A questão é particularmente relevante dada a Base das Lajes, nos Açores, um ponto estratégico para operações militares transatlânticas. O uso do espaço pelos EUA levantou debates sobre a capacidade do país de responder a um ataque.
Defesa aérea
Segundo a TVI, o país tem sistemas de defesa aérea de curto alcance, como os mísseis Stinger. O equipamento na posse das Forças Armadas Portuguesas é capaz de defender o país contra helicópteros, aeronaves e drones de baixa altitude
.Portugal carece de mísseis de médio ou longo alcance capazes de interceptar mísseis balísticos ou ataques de longo alcance. Em outras palavras, no caso de uma ameaça mais séria, o país precisaria de vigilância aérea constante e das capacidades dos F-16 da Força Aérea
.Segurança marítima
No mar, as fragatas portuguesas estão equipadas com mísseis e canhões antiaéreos. No entanto, esse equipamento é usado exclusivamente para proteger navios e não tem a capacidade de responder a uma ameaça ao território nacional.
Opinião do especialista
O ex-chefe do Estado-Maior das Forças Armadas, general José Nunes da Fonseca, reconheceu em entrevista ao Público que esta é uma das vulnerabilidades do sistema militar português. Ele admite que Portugal tem capacidades de defesa em baixa altitude, mas permanece vulnerável a ameaças que operam em altitudes médias ou altas
.José Nunes da Fonseca, ex-chefe do Estado-Maior das Forças Armadas, disse ao jornal Público que a falta de equipamento militar é uma das maiores limitações de defesa de Portugal.
Mais investimento
A Lei de Programação Militar prevê um investimento de 5,57 mil milhões de euros para a modernização das Forças Armadas Portuguesas.
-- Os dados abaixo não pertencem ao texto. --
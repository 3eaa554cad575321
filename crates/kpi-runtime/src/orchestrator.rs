//! Async dashboard orchestrator.
//!
//! Receives filter changes over an `mpsc` channel, recomputes the KPI bundle
//! for the newest one on the blocking pool and sends the result back as a
//! [`DashboardUpdate`]. The store is shared read-only through an `Arc`; no
//! derived data is kept between events.

use std::sync::Arc;

use kpi_core::models::FilterSpec;
use kpi_data::assembler::KpiBundle;
use kpi_data::pipeline::compute_kpis;
use kpi_data::store::TransactionStore;
use tokio::sync::mpsc;

// ── Public types ──────────────────────────────────────────────────────────────

/// One recomputed bundle forwarded to the presentation layer.
#[derive(Debug, Clone)]
pub struct DashboardUpdate {
    /// KPIs for the filter that was applied.
    pub bundle: KpiBundle,
    /// 1-based number of the pass since the loop started.
    pub sequence: u64,
    /// Queued filter events dropped in favour of the newer one.
    pub superseded: usize,
}

// ── DashboardOrchestrator ─────────────────────────────────────────────────────

/// Background recomputation loop.
///
/// Call [`DashboardOrchestrator::start`] to spawn the loop and obtain the
/// channel endpoints.
pub struct DashboardOrchestrator {
    store: Arc<TransactionStore>,
    /// Capacity of both channels.
    buffer: usize,
}

impl DashboardOrchestrator {
    pub fn new(store: Arc<TransactionStore>) -> Self {
        Self { store, buffer: 16 }
    }

    /// Override the channel capacity (minimum 1).
    pub fn with_buffer(mut self, buffer: usize) -> Self {
        self.buffer = buffer.max(1);
        self
    }

    /// Start the loop in a tokio task.
    ///
    /// Returns:
    /// - the `Sender` to push filter changes into; dropping it ends the loop,
    /// - the `Receiver` of [`DashboardUpdate`]s,
    /// - a [`DashboardHandle`] to abort or await the loop.
    pub fn start(
        self,
    ) -> (
        mpsc::Sender<FilterSpec>,
        mpsc::Receiver<DashboardUpdate>,
        DashboardHandle,
    ) {
        let (event_tx, event_rx) = mpsc::channel(self.buffer);
        let (update_tx, update_rx) = mpsc::channel(self.buffer);

        let handle = tokio::spawn(async move {
            self.event_loop(event_rx, update_tx).await;
        });

        (event_tx, update_rx, DashboardHandle { handle })
    }

    // ── Private implementation ────────────────────────────────────────────

    /// Runs until the event channel closes or the update receiver is dropped.
    async fn event_loop(
        self,
        mut events: mpsc::Receiver<FilterSpec>,
        updates: mpsc::Sender<DashboardUpdate>,
    ) {
        let mut sequence = 0u64;

        while let Some(mut filter) = events.recv().await {
            // Only the newest queued filter matters.
            let mut superseded = 0usize;
            while let Ok(newer) = events.try_recv() {
                filter = newer;
                superseded += 1;
            }
            if superseded > 0 {
                tracing::debug!(superseded, "dropped stale filter events");
            }

            let store = Arc::clone(&self.store);
            let bundle =
                match tokio::task::spawn_blocking(move || compute_kpis(&store, &filter)).await {
                    Ok(bundle) => bundle,
                    Err(e) => {
                        tracing::warn!(error = %e, "kpi pass failed; waiting for next filter");
                        continue;
                    }
                };

            sequence += 1;
            let update = DashboardUpdate {
                bundle,
                sequence,
                superseded,
            };
            if updates.send(update).await.is_err() {
                tracing::debug!("update receiver dropped; exiting loop");
                return;
            }
        }

        tracing::debug!("filter channel closed; exiting loop");
    }
}

// ── DashboardHandle ───────────────────────────────────────────────────────────

/// A handle to the background recomputation task.
pub struct DashboardHandle {
    handle: tokio::task::JoinHandle<()>,
}

impl DashboardHandle {
    /// Immediately abort the loop.
    pub fn abort(&self) {
        self.handle.abort();
    }

    /// Wait for the loop to finish on its own.
    pub async fn join(self) {
        if let Err(e) = self.handle.await {
            if !e.is_cancelled() {
                tracing::warn!(error = %e, "dashboard loop ended abnormally");
            }
        }
    }
}

// ── Tests ─────────────────────────────────────────────────────────────────────
use std::path::Path;
use std::sync::Mutex;

use anyhow::Context;
use tracing_subscriber::{fmt, prelude::*, EnvFilter};

// ── Logging bootstrap ──────────────────────────────────────────────────────────

/// Map a `--log-level` name to an [`EnvFilter`] directive.
///
/// Unknown names are passed through so that raw directives such as
/// `kpi_data=trace` keep working.
pub fn log_directive(log_level: &str) -> String {
    match log_level.to_uppercase().as_str() {
        "DEBUG" => "debug".to_string(),
        "INFO" => "info".to_string(),
        "WARNING" | "WARN" => "warn".to_string(),
        "ERROR" | "CRITICAL" => "error".to_string(),
        _ => log_level.to_string(),
    }
}

/// Create the parent directory of `log_file` when it does not exist yet.
pub fn ensure_log_dir(log_file: &Path) -> anyhow::Result<()> {
    if let Some(parent) = log_file.parent().filter(|p| !p.as_os_str().is_empty()) {
        std::fs::create_dir_all(parent)
            .with_context(|| format!("cannot create log directory {}", parent.display()))?;
    }
    Ok(())
}

/// Initialise the global `tracing` subscriber.
///
/// Logs go to stderr, or are appended to `log_file` when given, so that
/// stdout only ever carries KPI output. Falls back to `info` when the level
/// does not parse.
pub fn setup_logging(log_level: &str, log_file: Option<&Path>) -> anyhow::Result<()> {
    let filter =
        EnvFilter::try_new(log_directive(log_level)).unwrap_or_else(|_| EnvFilter::new("info"));

    let registry = tracing_subscriber::registry().with(filter);

    match log_file {
        Some(path) => {
            ensure_log_dir(path)?;
            let file = std::fs::OpenOptions::new()
                .create(true)
                .append(true)
                .open(path)
                .with_context(|| format!("cannot open log file {}", path.display()))?;
            let layer = fmt::layer()
                .with_target(false)
                .with_ansi(false)
                .with_writer(Mutex::new(file));
            registry.with(layer).try_init()?;
        }
        None => {
            let layer = fmt::layer()
                .with_target(false)
                .with_thread_ids(false)
                .with_writer(std::io::stderr);
            registry.with(layer).try_init()?;
        }
    }

    Ok(())
}

// ── Tests ──────────────────────────────────────────────────────────────────────

#[cfg(test)]
mod tests {
    use super::*;
    use tempfile::TempDir;

    // ── log_directive ─────────────────────────────────────────────────────────

    #[test]
    fn test_log_directive_maps_level_names() {
        assert_eq!(log_directive("DEBUG"), "debug");
        assert_eq!(log_directive("info"), "info");
        assert_eq!(log_directive("WARNING"), "warn");
        assert_eq!(log_directive("CRITICAL"), "error");
        assert_eq!(log_directive("kpi_data=trace"), "kpi_data=trace");
    }

    // ── ensure_log_dir ────────────────────────────────────────────────────────

    #[test]
    fn test_ensure_log_dir_creates_parents() {
        let tmp = TempDir::new().expect("tempdir");
        let log_file = tmp.path().join("logs").join("nested").join("kpi.log");

        ensure_log_dir(&log_file).expect("ensure_log_dir should succeed");

        assert!(tmp.path().join("logs").join("nested").is_dir());
        assert!(!log_file.exists(), "only the directory is created");
    }

    #[test]
    fn test_ensure_log_dir_bare_file_name() {
        ensure_log_dir(Path::new("kpi.log")).expect("no parent to create");
    }
}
No entanto, as necessidades investigadas indicam que Portugal precisaria investir 11 milhões de euros
.Integração na OTAN
Apesar de algumas limitações, Portugal faz parte do sistema de defesa antimísseis da OTAN, que tem radares, navios e sistemas de intercepção espalhados pela Europa, conforme revelado pela Executive Digest. Assim, se a Base das Lajes fosse atacada, seria considerada um ataque contra toda a Aliança Atlântica, provocando uma resposta coletiva das nações membros.